I do remember my high school life, and as I have reconnected with one of my old classmates recently, I've even talked a bit about it with her.
(Warning for Homophobia, transphobia, Sexism, Racism. Only the homophobia is like explicit, but the others are mentioned. Feel free to tell me if there is more warnings I should have. Also, long post)
High school is a tough period of time for everyone. Everyone is struggling with who they are, and what they want in life.
And add in the layer of being Lgbtq+ it becomes more frustrating.
I have a hard time translating the school things from my country to others, but I believe I graduated what would be translated into high school only this year, but I will still talk about my old school which I graduated from three years ago.
My class back then was not the best place for anyone who is lgbtq+. Me and the classmate I mentioned earlier connected well back then, and still do now, but the rest of them..? Not so much (I will also exclude two more people from that rest, who also is my friends now).
We were a class of 22 or 23, and yes I believe that most of us probably were at least somewhat accepting of the lgbtq+ community, we still only had, from what I know, 2 people who actually is in the community. Neither of us accepted it at the time, even though we both were proudly supportive of the community.

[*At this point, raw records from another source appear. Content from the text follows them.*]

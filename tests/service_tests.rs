mod common;

use aws_request::corehandlers;
use aws_request::protocol::jsonrpc;
use aws_request::signing;
use common::{ecs, ecs_with, session, MockTransport};
use ecs_client::*;
use std::sync::atomic::{AtomicUsize, Ordering};
use std::sync::Arc;

#[test]
fn test_client_metadata() {
    let transport = MockTransport::new();
    let ecs = ecs(&transport);
    let info = ecs.client_info();

    assert_eq!(info.service_name, "ecs");
    assert_eq!(info.api_version, "2014-11-13");
    assert_eq!(info.json_version, "1.1");
    assert_eq!(info.target_prefix, "AmazonEC2ContainerServiceV20141113");
    assert_eq!(info.endpoint, "https://ecs.us-west-2.amazonaws.com");
    assert_eq!(info.signing_region, "us-west-2");
    assert_eq!(ecs.config().region.as_deref(), Some("us-west-2"));
}

#[test]
fn test_overrides_layer_over_session() {
    let transport = MockTransport::new();
    let ecs = Ecs::new(
        &session(&transport),
        &[Config::new().with_endpoint("localhost:4566").with_disable_ssl(true)],
    );
    assert_eq!(ecs.client_info().endpoint, "http://localhost:4566");
    assert_eq!(ecs.client_info().signing_region, "us-west-2");
}

#[test]
fn test_handler_chain_order() {
    let transport = MockTransport::new();
    let ecs = ecs(&transport);
    let h = ecs.handlers();

    assert_eq!(
        h.validate.names(),
        vec![corehandlers::VALIDATE_ENDPOINT, corehandlers::VALIDATE_PARAMETERS]
    );
    assert_eq!(
        h.build.names(),
        vec!["core.UserAgent", "core.InvocationId", "jsonrpc.Build"]
    );
    assert_eq!(h.sign.names(), vec!["core.RequestAttempt", "sigv4.Sign"]);
    assert_eq!(h.unmarshal.names(), vec!["jsonrpc.Unmarshal"]);
    assert_eq!(h.unmarshal_meta.names(), vec!["jsonrpc.UnmarshalMeta"]);
    assert_eq!(h.unmarshal_error.names(), vec!["jsonrpc.UnmarshalError"]);
    assert!(h.complete.is_empty());
}

#[test]
fn test_clients_do_not_share_handlers() {
    let transport = MockTransport::new();
    let session = session(&transport);

    let strip_signer = EcsOptions::new().with_client_init(|client: &mut Client| {
        client.handlers_mut().sign.remove(signing::SIGN_HANDLER);
    });
    let unsigned = Ecs::with_options(&session, &[], strip_signer);
    let signed = Ecs::new(&session, &[]);

    assert!(!unsigned.handlers().sign.contains(signing::SIGN_HANDLER));
    assert!(signed.handlers().sign.contains(signing::SIGN_HANDLER));
    assert_eq!(signed.handlers().build.len(), 3);
}

#[test]
fn test_client_init_runs_once() {
    let transport = MockTransport::new();
    let calls = Arc::new(AtomicUsize::new(0));
    let counter = Arc::clone(&calls);
    let options = EcsOptions::new().with_client_init(move |client: &mut Client| {
        assert_eq!(client.info().service_name, "ecs");
        counter.fetch_add(1, Ordering::SeqCst);
    });

    let ecs = ecs_with(&transport, options);
    let _copy = ecs.clone();
    assert_eq!(calls.load(Ordering::SeqCst), 1);
}

#[tokio::test]
async fn test_request_init_runs_per_request() {
    let transport = MockTransport::new();
    let calls = Arc::new(AtomicUsize::new(0));
    let counter = Arc::clone(&calls);
    let options = EcsOptions::new().with_request_init(move |req: &mut Request| {
        counter.fetch_add(1, Ordering::SeqCst);
        req.http_request
            .headers
            .insert("x-test-hook".to_string(), req.operation.name.to_string());
    });
    let ecs = ecs_with(&transport, options);

    ecs.list_clusters(&ListClustersInput::default()).await.unwrap();
    ecs.describe_clusters(&DescribeClustersInput::default()).await.unwrap();

    assert_eq!(calls.load(Ordering::SeqCst), 2);
    let sent = transport.sent();
    assert_eq!(sent[0].headers["x-test-hook"], "ListClusters");
    assert_eq!(sent[1].headers["x-test-hook"], "DescribeClusters");
}

#[tokio::test]
async fn test_request_init_can_replace_handlers() {
    let transport = MockTransport::new();
    let options = EcsOptions::new().with_request_init(|req: &mut Request| {
        req.handlers.sign.remove(signing::SIGN_HANDLER);
    });
    let ecs = ecs_with(&transport, options);

    ecs.list_clusters(&ListClustersInput::default()).await.unwrap();

    let sent = transport.sent();
    assert!(!sent[0].headers.contains_key("authorization"));
    assert!(ecs.handlers().sign.contains(signing::SIGN_HANDLER));
}

#[tokio::test]
async fn test_missing_region_reported_at_request_time() {
    let transport = MockTransport::new();
    let session = Session::new(Config::new().with_transport(transport.clone()));
    let ecs = Ecs::new(&session, &[]);
    assert!(ecs.client_info().endpoint.is_empty());

    let err = ecs
        .list_clusters(&ListClustersInput::default())
        .await
        .unwrap_err();
    assert_eq!(err.code, "MissingRegion");
    assert_eq!(err.action.as_deref(), Some("ListClusters"));
    assert!(transport.sent().is_empty());
}

#[tokio::test]
async fn test_anonymous_requests_are_unsigned() {
    let transport = MockTransport::new();
    let session = Session::new(
        Config::new()
            .with_region("eu-west-1")
            .with_transport(transport.clone()),
    );
    let ecs = Ecs::new(&session, &[]);

    ecs.list_clusters(&ListClustersInput::default()).await.unwrap();
    let sent = transport.sent();
    assert!(!sent[0].headers.contains_key("authorization"));
    assert_eq!(sent[0].url, "https://ecs.eu-west-1.amazonaws.com/");
}

#[test]
fn test_client_is_send_and_sync() {
    fn assert_send_sync<T: Send + Sync + Clone>() {}
    assert_send_sync::<Ecs>();
    assert_send_sync::<EcsOptions>();
}

#[test]
fn test_jsonrpc_handlers_are_exported() {
    assert_eq!(jsonrpc::BUILD, "jsonrpc.Build");
    assert_eq!(signing::SIGN_HANDLER, "sigv4.Sign");
}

The thing is, she struggled with internalized shit about her identity and that delayed the realization.
I was genderfluid, and same thing there. I denied my own gender because, my friend was nonbinary, I couldn't also be, right? So internlized shit that delayed the realization.
Neither of us came to term with it until after we had left that school.
But I have a clear memory of us both Hating our class, we were a class of mainly guys, and every single guy was white (tbf, we had 1 person who wasn't white in our class all together).
We all know what white cis straight men are famous for...
Being bigots.
I don't know if anything has changed these past years, I haven't talked to them. But back then,
At least half of them were openly sexist, homophobic, transphobic etc.
I have a clear memory, that still Disgusts me so much to this day, of a sex ed class where the teacher, bless her, tried to be inclusive and ask us what we thought about gay couples. (Not how it should be done, but it was atleast a try in the right direction) The guys, who always ran the show (the ones I hated more than I think I can explain), said (TW for Homophobia):
"Gay guys are disgusting. Lesbians are hot".
I was so mad, my skin was crawling with disgust, still is when I think about it. To everyone who only accept lesbians because they think it's hot, you are disgusting. Lesbians are real people and they are not there to please some man. It's not for you, it's between the lesbian and her girlfriend and you should Stay Out Of It!
It wasn't a great place to be out in, so maybe it wasn't weird for us to ignore our own identity, to not want to be lgbtq+ in that space, because if we had been out back then even just to ourselves we would've had to face these people every day and therefore face these kind of things knowing that they are talking about us like this. Even though they didn't know it, they were and it was disgusting and terrible.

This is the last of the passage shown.